The government says that so far about 70,000 people have perished with more than 50,000 still missing since the catastrophe. But Lay Maung and his group have good reason to be skeptical about these official figures.

Villagers from Bogalay, Labutta and the surrounding areas admitted that in the past they refrained from reporting to the government the correct number of people living in each village due to rampant forced labor which the junta has been persistently using for decades since it came to power in 1962.

They say they usually register only half of the actual population number in order to spare themselves from collective forced labor. Therefore, when the government compiled statistics on the number of casualties and victims of the cyclone, the number was based on incorrect and outdated registry.

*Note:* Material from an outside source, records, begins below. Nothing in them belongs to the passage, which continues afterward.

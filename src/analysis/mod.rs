//! Text analysis module for Topica.
//!
//! This module provides the building blocks of the extraction pipeline:
//! sentence/word segmentation, part-of-speech tagging, grammar-based
//! chunking, IOB tag-sequence segmentation, and candidate filtering.

pub mod chunker;
pub mod filter;
pub mod grammar;
pub mod segmenter;
pub mod stem;
pub mod tagger;
pub mod token;
pub mod tokenizer;

// Re-export commonly used types
pub use chunker::{Chunker, RegexpChunker};
pub use filter::CandidateFilter;
pub use grammar::Grammar;
pub use segmenter::segment;
pub use stem::{IdentityStemmer, SnowballStemmer, Stemmer};
pub use tagger::{RuleTagger, Tagger};
pub use token::{IobToken, TaggedWord};
pub use tokenizer::SentenceTokenizer;
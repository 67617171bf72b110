//! Command implementations for the Topica CLI.

use std::fs;
use std::time::{Duration, Instant};

use crate::analysis::grammar::Grammar;
use crate::cli::args::*;
use crate::cli::output::*;
use crate::document::PageText;
use crate::error::Result;
use crate::extractor::{ExtractorConfig, TopicExtractor};
use crate::fetch::{HttpFetcher, PageFetcher};

/// Execute a CLI command.
pub fn execute_command(args: TopicaArgs) -> Result<()> {
    match &args.command {
        Command::Extract(extract_args) => extract_page(extract_args.clone(), &args),
        Command::Rank(rank_args) => rank_document(rank_args.clone(), &args),
    }
}

/// Fetch a page and rank its topic phrases.
fn extract_page(args: ExtractArgs, cli_args: &TopicaArgs) -> Result<()> {
    if cli_args.verbosity() > 1 {
        println!("Fetching: {}", args.url);
    }

    let fetcher = HttpFetcher::new()?
        .with_timeout(Duration::from_secs(args.timeout))
        .with_links_only(!args.all_text);

    let runtime = tokio::runtime::Runtime::new()?;
    let page = runtime.block_on(fetcher.fetch(&args.url))?;

    rank_page(&page, args.grammar.as_deref(), args.limit, Some(&args.url), cli_args)
}

/// Rank topic phrases from a JSON document file.
fn rank_document(args: RankArgs, cli_args: &TopicaArgs) -> Result<()> {
    if cli_args.verbosity() > 1 {
        println!("Reading document: {}", args.document_file.display());
    }

    let raw = fs::read_to_string(&args.document_file)?;
    let value: serde_json::Value = serde_json::from_str(&raw)?;
    let page = PageText::from_json(&value)?;

    rank_page(&page, args.grammar.as_deref(), args.limit, None, cli_args)
}

/// Shared extraction + ranking + output path.
fn rank_page(
    page: &PageText,
    grammar: Option<&str>,
    limit: usize,
    url: Option<&str>,
    cli_args: &TopicaArgs,
) -> Result<()> {
    let mut config = ExtractorConfig::default();
    if let Some(pattern) = grammar {
        config = config.with_grammar(Grammar::parse(pattern)?);
    }
    let extractor = TopicExtractor::new(config)?;

    let start = Instant::now();
    let candidates = extractor.extract_candidates(page)?;
    let mut phrases = crate::rank::rank(&candidates);
    let duration_ms = start.elapsed().as_millis() as u64;

    let distinct = phrases.len();
    if limit > 0 {
        phrases.truncate(limit);
    }

    output_results(
        &ExtractionResults {
            url: url.map(str::to_string),
            total_candidates: candidates.len(),
            distinct_phrases: distinct,
            duration_ms,
            phrases,
        },
        cli_args,
    )
}

#[cfg(test)]
mod tests {
    use super::*;

    fn base_args(command: Command) -> TopicaArgs {
        TopicaArgs {
            verbose: 0,
            quiet: true,
            output_format: OutputFormat::Human,
            pretty: false,
            command,
        }
    }

    #[test]
    fn test_rank_document_missing_file() {
        let rank_args = RankArgs {
            document_file: "/nonexistent/page.json".into(),
            grammar: None,
            limit: 0,
        };
        let args = base_args(Command::Rank(rank_args.clone()));

        assert!(rank_document(rank_args, &args).is_err());
    }

    #[test]
    fn test_rank_page_with_custom_grammar() {
        let page = PageText::new(
            vec!["Topic Extraction".to_string()],
            vec!["The topic extraction pipeline.".to_string()],
        );
        let args = base_args(Command::Rank(RankArgs {
            document_file: "unused.json".into(),
            grammar: None,
            limit: 0,
        }));

        let result = rank_page(&page, Some("NP: {<NN.*>+}"), 1, None, &args);
        assert!(result.is_ok());
    }

    #[test]
    fn test_rank_page_rejects_bad_grammar() {
        let page = PageText::new(vec![], vec![]);
        let args = base_args(Command::Rank(RankArgs {
            document_file: "unused.json".into(),
            grammar: None,
            limit: 0,
        }));

        let result = rank_page(&page, Some("broken"), 0, None, &args);
        assert!(result.is_err());
    }
}
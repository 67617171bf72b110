//! Tag-sequence segmentation.
//!
//! [`segment`] reconstructs phrase strings from one sentence's IOB-annotated
//! tokens. The algorithm first applies a stable partition that moves every
//! `O` token behind the chunk tokens (relative order preserved on both
//! sides), then scans for `B` boundaries and stops at the first `O`.
//!
//! The partition step means chunk tokens are concatenated even when `O`
//! tokens separated them in the sentence. That grouping behavior is part of
//! this function's contract and is preserved deliberately; callers that want
//! strictly contiguous spans should arrange for the grammar to produce them.
//!
//! # Examples
//!
//! ```
//! use topica::analysis::segmenter::segment;
//! use topica::analysis::token::IobToken;
//!
//! let tokens = vec![
//!     IobToken::new("big", "JJ", "B-NP"),
//!     IobToken::new("cat", "NN", "I-NP"),
//!     IobToken::new("dog", "NN", "B-NP"),
//!     IobToken::new("ran", "VBD", "O"),
//! ];
//!
//! assert_eq!(segment(&tokens), vec!["big cat", "dog"]);
//! ```

use crate::analysis::token::IobToken;

/// Group a sentence's IOB-tagged tokens into phrase strings, one per chunk
/// span, words joined with single spaces in original order.
///
/// A single-token input yields that token's word regardless of its chunk
/// tag (the scan never starts). An input consisting entirely of `O` tokens
/// yields the first token's word: after the partition the scan stops at
/// index 1, and the `[0, 1)` pseudo-span is emitted as-is. An empty input
/// yields an empty vector.
pub fn segment(tokens: &[IobToken]) -> Vec<String> {
    if tokens.is_empty() {
        return Vec::new();
    }

    // Stable partition keyed on "is outside": chunk tokens first, O tokens
    // last, relative order untouched within each group.
    let mut partitioned: Vec<&IobToken> = tokens.iter().collect();
    partitioned.sort_by_key(|t| t.is_outside());

    let mut phrases = Vec::new();
    let mut start = 0;
    let mut end = 1;
    while end < partitioned.len() {
        if partitioned[end].begins_chunk() {
            phrases.push(join_words(&partitioned[start..end]));
            start = end;
        } else if partitioned[end].is_outside() {
            break;
        }
        end += 1;
    }
    phrases.push(join_words(&partitioned[start..end]));
    phrases
}

fn join_words(tokens: &[&IobToken]) -> String {
    tokens
        .iter()
        .map(|t| t.word.as_str())
        .collect::<Vec<_>>()
        .join(" ")
}

#[cfg(test)]
mod tests {
    use super::*;

    fn iob(triples: &[(&str, &str, &str)]) -> Vec<IobToken> {
        triples
            .iter()
            .map(|(w, p, c)| IobToken::new(*w, *p, *c))
            .collect()
    }

    #[test]
    fn test_two_chunks_boundary_split() {
        // Boundaries at [0,2) and [2,5): exactly two phrases, left to right.
        let tokens = iob(&[
            ("machine", "NN", "B-NP"),
            ("learning", "NN", "I-NP"),
            ("deep", "JJ", "B-NP"),
            ("neural", "JJ", "I-NP"),
            ("network", "NN", "I-NP"),
        ]);

        assert_eq!(segment(&tokens), vec!["machine learning", "deep neural network"]);
    }

    #[test]
    fn test_single_token_any_tag() {
        for chunk in ["B-NP", "I-NP", "O"] {
            let tokens = iob(&[("cat", "NN", chunk)]);
            assert_eq!(segment(&tokens), vec!["cat"]);
        }
    }

    #[test]
    fn test_outside_tokens_bound_final_span() {
        let tokens = iob(&[
            ("the", "DT", "O"),
            ("big", "JJ", "B-NP"),
            ("cat", "NN", "I-NP"),
            ("sat", "VBD", "O"),
        ]);

        // Partition moves both O tokens behind "big cat"; the scan stops at
        // the first of them.
        assert_eq!(segment(&tokens), vec!["big cat"]);
    }

    #[test]
    fn test_all_outside_emits_first_word() {
        let tokens = iob(&[("ran", "VBD", "O"), ("fast", "RB", "O")]);
        assert_eq!(segment(&tokens), vec!["ran"]);
    }

    #[test]
    fn test_discontiguous_chunks_are_regrouped() {
        // The partition step pulls chunk tokens together across an O gap.
        let tokens = iob(&[
            ("cat", "NN", "B-NP"),
            ("sat", "VBD", "O"),
            ("dog", "NN", "B-NP"),
        ]);

        assert_eq!(segment(&tokens), vec!["cat", "dog"]);
    }

    #[test]
    fn test_empty_input() {
        assert!(segment(&[]).is_empty());
    }

    #[test]
    fn test_deterministic() {
        let tokens = iob(&[
            ("a", "DT", "B-NP"),
            ("b", "NN", "I-NP"),
            ("c", "NN", "B-NP"),
            ("d", "VBD", "O"),
        ]);

        assert_eq!(segment(&tokens), segment(&tokens));
    }
}
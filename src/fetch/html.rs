//! HTML text harvesting.
//!
//! Helpers that pull the pieces of a page the extractor cares about out of
//! raw HTML: the title, anchor texts, and visible body text. Visible text
//! excludes the contents of `<script>` and `<style>` elements; comments are
//! never text nodes, so they fall out for free.

use scraper::{Html, Selector};

/// Extract the page title, or the `"None"` placeholder when the document
/// has no `<title>` element.
pub fn page_title(html: &str) -> String {
    let doc = Html::parse_document(html);
    let sel = match Selector::parse("title") {
        Ok(s) => s,
        Err(_) => return "None".to_string(),
    };

    doc.select(&sel)
        .next()
        .map(|title| title.text().collect::<String>())
        .unwrap_or_else(|| "None".to_string())
}

/// Extract the trimmed text of every anchor in the body, dropping empty
/// strings.
pub fn link_texts(html: &str) -> Vec<String> {
    let doc = Html::parse_document(html);
    let sel = match Selector::parse("body a") {
        Ok(s) => s,
        Err(_) => return Vec::new(),
    };

    doc.select(&sel)
        .map(|link| link.text().collect::<String>().trim().to_string())
        .filter(|text| !text.is_empty() && text != "None")
        .collect()
}

/// Extract every visible text node of the body, in document order, without
/// trimming whitespace. Text under `<script>` and `<style>` is skipped.
pub fn visible_text(html: &str) -> Vec<String> {
    let doc = Html::parse_document(html);
    let sel = match Selector::parse("body") {
        Ok(s) => s,
        Err(_) => return Vec::new(),
    };

    let Some(body) = doc.select(&sel).next() else {
        return Vec::new();
    };

    let mut units = Vec::new();
    for node in body.descendants() {
        let Some(text) = node.value().as_text() else {
            continue;
        };
        let parent_is_invisible = node
            .parent()
            .and_then(|p| p.value().as_element())
            .is_some_and(|e| matches!(e.name(), "script" | "style"));
        if parent_is_invisible {
            continue;
        }
        units.push(text.to_string());
    }
    units
}

#[cfg(test)]
mod tests {
    use super::*;

    const PAGE: &str = r#"
        <html>
          <head>
            <title>Example Domain</title>
            <style>body { color: red; }</style>
          </head>
          <body>
            <h1>Welcome</h1>
            <p>Some <a href="/a">first link</a> text.</p>
            <a href="/b">  second link  </a>
            <a href="/c"></a>
            <script>var hidden = 1;</script>
            <!-- a comment -->
          </body>
        </html>
    "#;

    #[test]
    fn test_page_title() {
        assert_eq!(page_title(PAGE), "Example Domain");
    }

    #[test]
    fn test_missing_title_placeholder() {
        assert_eq!(page_title("<html><body>no title</body></html>"), "None");
    }

    #[test]
    fn test_link_texts() {
        let links = link_texts(PAGE);
        assert_eq!(links, vec!["first link", "second link"]);
    }

    #[test]
    fn test_visible_text_excludes_script_and_style() {
        let joined = visible_text(PAGE).join(" ");

        assert!(joined.contains("Welcome"));
        assert!(joined.contains("Some"));
        assert!(!joined.contains("var hidden"));
        assert!(!joined.contains("color: red"));
        assert!(!joined.contains("a comment"));
    }

    #[test]
    fn test_visible_text_preserves_whitespace() {
        let units = visible_text("<html><body><p>  padded  </p></body></html>");
        assert!(units.iter().any(|u| u == "  padded  "));
    }
}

According to the villagers, for example, Neydalin village in Bogalay township had 200 homes with a population of about 1,500 before the cyclone totally destroyed the homes and killed all the residents.

But in the governments official record only 500 people were listed as dead or missing from the village. The authorities have used the same underestimated and incorrect statistics for other villages too.

This has prompted villagers to claim that the real number of people killed in the Irrawaddy delta might be twice or three times higher than that of the governments.

Amid the government's careless, incompetent and unsympathetic response to this massive loss of live, there are also reports of cyclone refugees being forcibly removed by the authorities from schools and religious buildings where they have taken refuge.

The U.N.'s Children's Fund said in an aid agency meeting last Friday that eight camps initially set up by the government to shelter disaster victims in Bogalay were now empty after victims were forced to leave, just one month after the deadly cyclone.

``The government is moving people unannounced," said Teh Tai Ring, a UNICEF official, adding that authorities were ``dumping people in the approximate location of the villages, basically with nothing." Camps were also being closed in Labutta, another town in the delta, a low-lying area that took the brunt of the cyclone.

According to aid workers in Yangon, nearly 500 ethnic Korean Christians who took refuge in Yangon's Christian missionary compounds were ordered to go back to their cyclone-stricken villages in Labutta township.

While Yangon divisional chief general Hla Htay Win made the order, he failed to provide assurances on how the refugees would be helped and taken care of once they reached their respective villages which had been completely destroyed by the storm.

In late May, about 1,000 cyclone refugees were forced to leave Ma-au Bin town where they were taking shelter and ordered to return to their crushed villages in Bogalay by the local authorities, according to lawyer U Aye Myint from legal aid group, Guiding Star, in Myanmar.

Private donors and volunteers traveling to the Irrawaddy delta to deliver aid on May 25 in about 27 vehicles were stopped in Hlaingtharyar Township, an outskirt of Yangon, by the local authorities, and the drivers taken to a technical college compound and questioned.

Others were turned back, while some people had their driving licenses taken away by the authorities. The incident happened at Pan Hlaing Bridge, the main route used by donors from Yangon to travel to the disaster zones. The route has since been shut down by authorities.

Aid workers also complain that in some camps in the disaster zone, makeshift tents, donated by the U.N. and other foreign aid groups, are being sold to refugees at Kyats 500 (50 cents) per tent by the local authorities.

It goes without saying that the appalling situation and unfair treatment of the victims calls for Ban Ki-Moon to make an immediate second visit to Myanmar, this time urging the xenophobic generals of this isolated country to translate their promises into action.

Meanwhile, the U.N. must send a strong and clear message to the rulers of Myanmar that they will be held responsible for any further deaths caused as a result of their negligence.

Finally, it is imperative that the U.N. leader personally supervises, monitors and leads relief efforts on the ground to ensure the hundreds of thousands of people still at risk are saved.